Refiner and marketer Caltex Australia reported a 11pc rise in group fuel sales volumes to 4.9bn litres (388,600 b/d) in January-March from a year earlier, with all of the increase coming from its international business as Australian sales dropped by 4pc to 3.88bn l (268,000 b/d) over the quarter.
The decline in Australian sales volumes was entirely because of a 25pc fall in jet fuel volumes during the period following travel restrictions imposed by governments to combat the Covid-19 pandemic, Caltex said. No data were provided for jet fuel volumes.
Following the implementation of government restrictions, Caltex has observed nationwide gasoline and diesel demand reductions towards the upper end of the ranges of 30-50pc for gasoline and 10-30pc for diesel when compared with 2019 volumes, the firm said.

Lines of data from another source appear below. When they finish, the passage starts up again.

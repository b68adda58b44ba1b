//! Structured task identity.
//!
//! Tasks are identified by [`TaskKey`]; dotted names such as
//! `clean.parent.styles.main` are rendered from the key for display and CLI
//! addressing only.

use std::fmt;

/// What a task does to its scope
#[derive(Debug, Clone, Copy, PartialEq, Eq, Hash, PartialOrd, Ord)]
pub enum Role {
    Build,
    Clean,
    Watch,
}

impl Role {
    fn prefix(self) -> &'static str {
        match self {
            Role::Build => "",
            Role::Clean => "clean.",
            Role::Watch => "watch.",
        }
    }
}

/// Asset pipelines
#[derive(Debug, Clone, Copy, PartialEq, Eq, Hash, PartialOrd, Ord)]
pub enum AssetKind {
    Styles,
    PluginStyles,
    Scripts,
    VendorStyles,
    VendorScripts,
    VendorCopy,
}

impl AssetKind {
    /// Order used for the `default` root
    pub const ALL: [AssetKind; 6] = [
        AssetKind::Styles,
        AssetKind::PluginStyles,
        AssetKind::Scripts,
        AssetKind::VendorStyles,
        AssetKind::VendorScripts,
        AssetKind::VendorCopy,
    ];

    pub fn segment(self) -> &'static str {
        match self {
            AssetKind::Styles => "styles",
            AssetKind::PluginStyles => "styles.plugins",
            AssetKind::Scripts => "scripts",
            AssetKind::VendorStyles => "vendor.styles",
            AssetKind::VendorScripts => "vendor.scripts",
            AssetKind::VendorCopy => "vendor.copy",
        }
    }

    /// Vendor assets are never watched
    pub fn is_watched(self) -> bool {
        matches!(
            self,
            AssetKind::Styles | AssetKind::PluginStyles | AssetKind::Scripts
        )
    }
}

/// What distinguishes leaves of the same theme and kind
#[derive(Debug, Clone, PartialEq, Eq, Hash, PartialOrd, Ord)]
pub enum Variant {
    /// A build set such as `main`
    Set(String),
    /// A plugin stylesheet kind such as `editor`
    Plugin(String),
    /// One entry of the vendor copy table
    Copy { glob: String, dest: String },
}

/// Level of the hierarchy a task lives on
#[derive(Debug, Clone, PartialEq, Eq, Hash, PartialOrd, Ord)]
pub enum Scope {
    /// `default`, `clean`, `watch`
    Root,
    /// Whole build output of one theme
    Output(String),
    /// One kind across all themes
    Kind(AssetKind),
    /// One kind within one theme
    Theme(String, AssetKind),
    Leaf(String, AssetKind, Variant),
}

#[derive(Debug, Clone, PartialEq, Eq, Hash, PartialOrd, Ord)]
pub struct TaskKey {
    pub scope: Scope,
    pub role: Role,
}

impl TaskKey {
    pub fn new(scope: Scope, role: Role) -> Self {
        Self { scope, role }
    }

    pub fn root(role: Role) -> Self {
        Self::new(Scope::Root, role)
    }

    pub fn output(theme: &str, role: Role) -> Self {
        Self::new(Scope::Output(theme.to_string()), role)
    }

    pub fn kind(kind: AssetKind, role: Role) -> Self {
        Self::new(Scope::Kind(kind), role)
    }

    pub fn theme(theme: &str, kind: AssetKind, role: Role) -> Self {
        Self::new(Scope::Theme(theme.to_string(), kind), role)
    }

    pub fn leaf(theme: &str, kind: AssetKind, variant: Variant, role: Role) -> Self {
        Self::new(Scope::Leaf(theme.to_string(), kind, variant), role)
    }

    /// Same scope, different role
    pub fn with_role(&self, role: Role) -> Self {
        Self::new(self.scope.clone(), role)
    }
}

impl fmt::Display for TaskKey {
    fn fmt(&self, f: &mut fmt::Formatter<'_>) -> fmt::Result {
        let prefix = self.role.prefix();
        match &self.scope {
            Scope::Root => f.write_str(match self.role {
                Role::Build => "default",
                Role::Clean => "clean",
                Role::Watch => "watch",
            }),
            Scope::Output(theme) => write!(f, "{prefix}{theme}"),
            Scope::Kind(kind) => write!(f, "{prefix}{}", kind.segment()),
            Scope::Theme(theme, kind) => write!(f, "{prefix}{theme}.{}", kind.segment()),
            Scope::Leaf(theme, kind, variant) => match variant {
                Variant::Set(set) => write!(f, "{prefix}{theme}.{}.{set}", kind.segment()),
                Variant::Plugin(name) => {
                    write!(f, "{prefix}{theme}.{}[{name}]", kind.segment())
                }
                Variant::Copy { glob, dest } => {
                    write!(f, "{prefix}{theme}.{} {{\"{glob}\": \"{dest}\"}}", kind.segment())
                }
            },
        }
    }
}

Caltex also has operations in New Zealand and the Philippines.
Caltex separately said that Canadian convenience store and retail fuel group Alimentation Couche-Tard (ACT) has decided not to proceed with its A$35.25/share ($22.40/share) offer for Caltex because of the high level of economic uncertainty caused by the Covid-19 pandemic.
ACT has said that it seeks to re-engage with Caltex about a future transaction once there is sufficient clarity as to the global outlook, although there is no certainty that ACT will ultimately do so, Caltex said.
Caltex operates the 109,000 b/d Lytton refinery at Brisbane in Queensland, which incurred a loss before interest and tax of A$18mn in the January-March quarter from a A$5mn profit during the same period a year earlier, it said.
The refinery loss was because of the impact of lower Singapore refining margins and the knock-on impact on landed crude premium from the imposition of the International Maritime Organization's 2020 0.5pc sulphur cap on marine fuels, Caltex said.
Caltex last week reported a sharp fall in refinery margins at Lytton from last year.
Caltex's group profit on a replacement cost metric fell to A$80mn in January-March from A$94mn in the same period a year earlier.
"Market conditions prior to the emergence of Covid-19 saw reduced earnings from gasoline product flows for the Australian system, with the relative strengthening of the gasoline spot market. This, combined with lower convenience retail and reseller gasoline volumes, further impacted earnings," Caltex said.
Caltex gave no breakdown of volume sales by product, but if the percentage changes in sales were applied to the national market, it would imply that Australia's petrol sales could be up to 50pc lower from the average of 313,000 b/d in the January-March quarter of 2019, diesel sales down by up to 30pc from the average of 491,000 b/d in the first three months of 2019 and jet fuel sales lower by 25pc from the average of 161,000 b/d in the first quarter of last year. This would collectively amount to a national decline of 344,000 b/d or 33pc below the average of 1.05mn b/d during the January-March quarter of last year.